Example: Deploying to an Infrastructure VM
A lieutenant building code on its own VM can deploy to a separate infra VM:
INFRA_VM="45a68069-defc-4233-9865-6298d87053af"
SSH_OPTS='-o StrictHostKeyChecking=no -o ProxyCommand="openssl s_client -connect %h:443 -servername %h -quiet 2>/dev/null"'
scp $SSH_OPTS -r ./dist root@${INFRA_VM}.vm.vers.sh:/root/workspace/my-service/dist
ssh $SSH_OPTS root@${INFRA_VM}.vm.vers.sh "cd /root/workspace/my-service && npm start"
Example: Cross-VM File Transfer with rsync
REMOTE_VM="7b2c1f3e-aaaa-4000-bbbb-123456789abc"
SSH_CMD='ssh -o StrictHostKeyChecking=no -o ProxyCommand="openssl s_client -connect %h:443 -servername %h -quiet 2>/dev/null"'
rsync -avz -e "$SSH_CMD" ./logs/ root@${REMOTE_VM}.vm.vers.sh:/root/workspace/collected-logs/
Notes
- Golden image keys. All VMs created from the same golden image share SSH keys, so cross-VM SSH works without any configuration.
- No private network. SSH traffic goes through the public TLS proxy, just like HTTP. There is no direct VM-to-VM link.
- Root access. VMs use the
root user by default.
Security
All ports are public by default. There is no firewall. Any service you start is reachable by anyone on the internet. Always protect services with authentication.
For your coordination services, set VERS_AUTH_TOKEN env var. All endpoints except /health will require Authorization: Bearer <token>. Pass the same token to worker VMs so they can authenticate.
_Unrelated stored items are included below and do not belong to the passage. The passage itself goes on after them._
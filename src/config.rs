use std::path::PathBuf;

use directories::ProjectDirs;
use serde::Deserialize;

use crate::db::BackendKind;
use crate::pipeline::EngineOptions;
use crate::waveform::WaveformSize;

/// Application configuration loaded from TOML config file.
/// All fields have defaults, so the config file is optional.
#[derive(Debug, Deserialize)]
#[serde(default)]
pub struct AppConfig {
    /// Library file (JSON document or SQLite database). Defaults under the data dir.
    pub library_path: Option<PathBuf>,
    pub backend: BackendKind,
    /// Waveform disk tier. Defaults under the cache dir.
    pub cache_dir: Option<PathBuf>,
    /// Number of parallel workers. 0 = auto-detect (cores / 2, min 1).
    pub workers: usize,
    /// Import/refresh progress is reported every this many files.
    pub progress_interval: usize,
    pub waveform: WaveformConfig,
}

impl Default for AppConfig {
    fn default() -> Self {
        Self {
            library_path: None,
            backend: BackendKind::default(),
            cache_dir: None,
            workers: 0,
            progress_interval: 25,
            waveform: WaveformConfig::default(),
        }
    }
}

/// Default preview dimensions.
#[derive(Debug, Deserialize)]
#[serde(default)]
pub struct WaveformConfig {
    pub width: u32,
    pub height: u32,
}

impl Default for WaveformConfig {
    fn default() -> Self {
        Self {
            width: 400,
            height: 80,
        }
    }
}

impl WaveformConfig {
    pub fn size(&self) -> WaveformSize {
        WaveformSize::new(self.width, self.height)
    }
}

impl AppConfig {
    /// Load config from `~/.config/sampledeck/config.toml`.
    /// Returns default config if file doesn't exist.
    /// Logs a warning if the file exists but can't be parsed.
    pub fn load() -> Self {
        match Self::config_path() {
            Some(path) if path.exists() => match std::fs::read_to_string(&path) {
                Ok(contents) => Self::parse(&contents).unwrap_or_else(|e| {
                    log::warn!("Failed to parse {}: {}. Using defaults.", path.display(), e);
                    Self::default()
                }),
                Err(e) => {
                    log::warn!("Failed to read {}: {}. Using defaults.", path.display(), e);
                    Self::default()
                }
            },
            _ => {
                log::debug!("No config file found, using defaults");
                Self::default()
            }
        }
    }

    pub fn parse(contents: &str) -> Result<Self, toml::de::Error> {
        toml::from_str(contents)
    }

    /// Resolve worker count: 0 → auto-detect (cores / 2, min 1).
    pub fn resolve_workers(&self) -> usize {
        if self.workers > 0 {
            self.workers
        } else {
            let cores = std::thread::available_parallelism()
                .map(|n| n.get())
                .unwrap_or(2);
            (cores / 2).max(1)
        }
    }

    pub fn resolve_library_path(&self) -> PathBuf {
        self.library_path
            .clone()
            .unwrap_or_else(|| default_library_path(self.backend))
    }

    pub fn resolve_cache_dir(&self) -> PathBuf {
        self.cache_dir.clone().unwrap_or_else(default_cache_dir)
    }

    pub fn engine_options(&self) -> EngineOptions {
        EngineOptions {
            cache_dir: self.resolve_cache_dir(),
            workers: self.resolve_workers(),
            progress_interval: self.progress_interval.max(1),
        }
    }

    /// Get the config file path.
    fn config_path() -> Option<PathBuf> {
        ProjectDirs::from("", "", crate::APP_NAME)
            .map(|dirs| dirs.config_dir().join("config.toml"))
    }
}

/// Resolve the default library file using the XDG data directory.
pub fn default_library_path(backend: BackendKind) -> PathBuf {
    if let Some(dirs) = ProjectDirs::from("", "", crate::APP_NAME) {
        let data_dir = dirs.data_dir();
        std::fs::create_dir_all(data_dir).ok();
        data_dir.join(backend.default_file_name())
    } else {
        // Fallback: current directory
        PathBuf::from(backend.default_file_name())
    }
}

/// Resolve the waveform cache directory using the XDG cache directory.
pub fn default_cache_dir() -> PathBuf {
    match ProjectDirs::from("", "", crate::APP_NAME) {
        Some(dirs) => dirs.cache_dir().join("waveforms"),
        None => PathBuf::from(".sampledeck-waveforms"),
    }
}

#[cfg(test)]
mod tests {
    use super::*;

    #[test]
    fn test_empty_config_uses_defaults() {
        let config = AppConfig::parse("").unwrap();
        assert_eq!(config.backend, BackendKind::Json);
        assert_eq!(config.progress_interval, 25);
        assert_eq!(config.waveform.size(), WaveformSize::new(400, 80));
        assert!(config.library_path.is_none());
    }

    #[test]
    fn test_partial_config() {
        let config = AppConfig::parse(
            r#"
            backend = "sqlite"
            library_path = "/data/samples.db"
            workers = 3

            [waveform]
            height = 120
            "#,
        )
        .unwrap();
        assert_eq!(config.backend, BackendKind::Sqlite);
        assert_eq!(config.resolve_library_path(), PathBuf::from("/data/samples.db"));
        assert_eq!(config.resolve_workers(), 3);
        assert_eq!(config.waveform.width, 400);
        assert_eq!(config.waveform.height, 120);
    }

    #[test]
    fn test_bad_backend_is_error() {
        assert!(AppConfig::parse("backend = \"yaml\"").is_err());
    }

    #[test]
    fn test_auto_workers_at_least_one() {
        let config = AppConfig::default();
        assert!(config.resolve_workers() >= 1);
    }

    #[test]
    fn test_engine_options() {
        let config = AppConfig::parse("cache_dir = \"/tmp/wf\"\nprogress_interval = 0").unwrap();
        let opts = config.engine_options();
        assert_eq!(opts.cache_dir, PathBuf::from("/tmp/wf"));
        assert_eq!(opts.progress_interval, 1);
    }
}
VERS_AUTH_TOKEN=$(openssl rand -hex 32) PORT=3000 node dist/server.js
curl -H "Authorization: Bearer $TOKEN" https://{vmId}.vm.vers.sh:3000/board/tasks
Common Mistakes
- Binding to
0.0.0.0 instead of :: — The proxy routes via IPv6. IPv4-only services won't be reachable through the public URL (but will work locally on the VM).
- Assuming SSH-only access — VMs are not behind a bastion. The TLS proxy routes any TCP traffic, not just SSH.
- Using SSH tunnels for HTTP — Unnecessary. Just hit the public URL directly.
- Forgetting the port in the URL — Unlike traditional hosting, there's no default port 80/443 mapping. Specify the port your service runs on.